Why? Gradually the answer became clear. Imagine that you are young and relatively unskilled, lacking academic qualifications. Which would you prefer: standing behind the register at a local gas station, or doing the same thing in the most aggressively successful retailer in the world, where ruthless expansion is a way of life, creating a constant demand for people to fill low-level managerial positions? A future at Wal-Mart may sound a less-than-stellar prospect, but it's a whole lot better than no future at all.

In addition, despite its huge size, the corporation turned out to have an eerie resemblance to a Silicon Valley startup. There was the same gung-ho spirit, same lack of dogma, same lax dress code, same informality - and same interest in owning a piece of the company. All of my coworkers accepted the offer to buy Wal-Mart stock by setting aside $2 of every paycheck.

They were less enthused about health benefits, which offered minimal coverage during our first six months. The full corporate plan would kick in after that, but seemed to require significant employee contributions. Still, my fellow trainees assured me that health plans at other retail chains were even worse, and since the federal government had raised the limits for Medicaid eligibility, that was an option for people with children. (In the time since my experience at Wal-Mart, the company has improved its health plans significantly.) The assistant manager who served as our trainer was still in her 20s, highly motivated, friendly, smart, and perceptive. Naturally she overflowed with Wal-Mart positivism. In fact she projected the feel-good sincerity of a Baptist running a bake sale.
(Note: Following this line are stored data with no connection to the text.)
//! A small header-addressed table of string cells.
//!
//! Sources arrive as delimited text with wide, partly-optional schemas, so the
//! pipeline keeps rows as strings and only coerces the columns it touches.
//! Typed records are pulled out with [`Table::deserialize`].
use crate::error::{DashboardError, Result};
use csv::{ReaderBuilder, StringRecord};
use serde::de::DeserializeOwned;
use std::io::{Read, Write};

#[derive(Debug, Clone, PartialEq, Default)]
pub struct Table {
    headers: Vec<String>,
    rows: Vec<Vec<String>>,
}

impl Table {
    pub fn new(headers: Vec<String>, rows: Vec<Vec<String>>) -> Self {
        Table { headers, rows }
    }

    /// Read a CSV document with a header line. Short rows are padded with
    /// empty cells so every row has one cell per header.
    pub fn from_csv_reader<R: Read>(reader: R) -> Result<Self> {
        let mut rdr = ReaderBuilder::new().flexible(true).from_reader(reader);
        let headers: Vec<String> = rdr.headers()?.iter().map(|h| h.trim().to_string()).collect();
        let width = headers.len();
        let mut rows = Vec::new();
        for result in rdr.records() {
            let record = result?;
            if record.len() > width {
                let line = record.position().map(|p| p.line()).unwrap_or_default();
                return Err(DashboardError::Parse(format!(
                    "line {}: {} cells for {} columns",
                    line,
                    record.len(),
                    width
                )));
            }
            let mut row: Vec<String> = record.iter().take(width).map(str::to_string).collect();
            row.resize(width, String::new());
            rows.push(row);
        }
        Ok(Table { headers, rows })
    }

    pub fn from_csv_str(text: &str) -> Result<Self> {
        Self::from_csv_reader(text.as_bytes())
    }

    pub fn headers(&self) -> &[String] {
        &self.headers
    }

    pub fn rows(&self) -> &[Vec<String>] {
        &self.rows
    }

    pub fn len(&self) -> usize {
        self.rows.len()
    }

    pub fn is_empty(&self) -> bool {
        self.rows.is_empty()
    }

    pub fn column_index(&self, name: &str) -> Result<usize> {
        self.headers
            .iter()
            .position(|h| h == name)
            .ok_or_else(|| DashboardError::ColumnMissing(name.to_string()))
    }

    /// Fail with the first name in `names` that is not a column.
    pub fn require(&self, names: &[&str]) -> Result<()> {
        for name in names {
            self.column_index(name)?;
        }
        Ok(())
    }

    pub fn column(&self, name: &str) -> Result<Vec<&str>> {
        let idx = self.column_index(name)?;
        Ok(self.rows.iter().map(|r| r[idx].as_str()).collect())
    }

    /// Keep only `names`, in that order.
    pub fn select(&self, names: &[&str]) -> Result<Table> {
        let idxs = names
            .iter()
            .map(|n| self.column_index(n))
            .collect::<Result<Vec<_>>>()?;
        let rows = self
            .rows
            .iter()
            .map(|r| idxs.iter().map(|&i| r[i].clone()).collect())
            .collect();
        Ok(Table {
            headers: names.iter().map(|n| n.to_string()).collect(),
            rows,
        })
    }

    /// Remove the named columns; names that are not present are ignored.
    pub fn drop_columns(&self, names: &[&str]) -> Table {
        let keep: Vec<usize> = (0..self.headers.len())
            .filter(|&i| !names.contains(&self.headers[i].as_str()))
            .collect();
        Table {
            headers: keep.iter().map(|&i| self.headers[i].clone()).collect(),
            rows: self
                .rows
                .iter()
                .map(|r| keep.iter().map(|&i| r[i].clone()).collect())
                .collect(),
        }
    }

    /// Rename columns by `(from, to)` pairs; unknown `from` names are ignored.
    pub fn rename(&self, pairs: &[(&str, &str)]) -> Table {
        let headers = self
            .headers
            .iter()
            .map(|h| {
                pairs
                    .iter()
                    .find(|(from, _)| from == h)
                    .map(|(_, to)| to.to_string())
                    .unwrap_or_else(|| h.clone())
            })
            .collect();
        Table {
            headers,
            rows: self.rows.clone(),
        }
    }

    pub fn filter_rows<F>(&self, mut keep: F) -> Table
    where
        F: FnMut(&[String]) -> bool,
    {
        Table {
            headers: self.headers.clone(),
            rows: self.rows.iter().filter(|r| keep(r)).cloned().collect(),
        }
    }

    /// Rewrite one column's cells in place. `f` may reject a cell, which
    /// aborts the whole rewrite.
    pub fn map_column<F>(mut self, name: &str, mut f: F) -> Result<Table>
    where
        F: FnMut(&str) -> Result<String>,
    {
        let idx = self.column_index(name)?;
        for row in &mut self.rows {
            row[idx] = f(&row[idx])?;
        }
        Ok(self)
    }

    pub fn deserialize<T: DeserializeOwned>(&self) -> Result<Vec<T>> {
        let headers = StringRecord::from(self.headers.clone());
        self.rows
            .iter()
            .map(|r| {
                StringRecord::from(r.clone())
                    .deserialize(Some(&headers))
                    .map_err(DashboardError::from)
            })
            .collect()
    }

    pub fn write_csv<W: Write>(&self, writer: W) -> Result<()> {
        let mut wtr = csv::Writer::from_writer(writer);
        wtr.write_record(&self.headers)?;
        for row in &self.rows {
            wtr.write_record(row)?;
        }
        wtr.flush()?;
        Ok(())
    }
}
Still, she wasn't afraid to tackle the topic of termination. During our initial six months on the job, we would be on probation on a "three strikes" basis. One major screw-up would trigger a session of "verbal coaching." (Since positivism is endemic in Wal-Mart, words such as "discipline" are seldom used. The goal is self-improvement.) A second offense would trigger some written coaching. On the third offense, the employee would be sent home to think long and hard about what happened, and would have to come back the next day with a good argument for not being fired. In effect, Wal-Mart would say, "You seem to be a hopeless case. Now tell us why we're wrong." We were given only a handful of outright prohibitions. No swearing in the store, for instance - not even the word "damn," because some people might be offended. No funny-colored hair or blatant skin piercings, because some people might be offended. In fact almost all the rules devolved to the sacred principle of never, ever offending a customer - or "guest," in Wal-Mart terminology.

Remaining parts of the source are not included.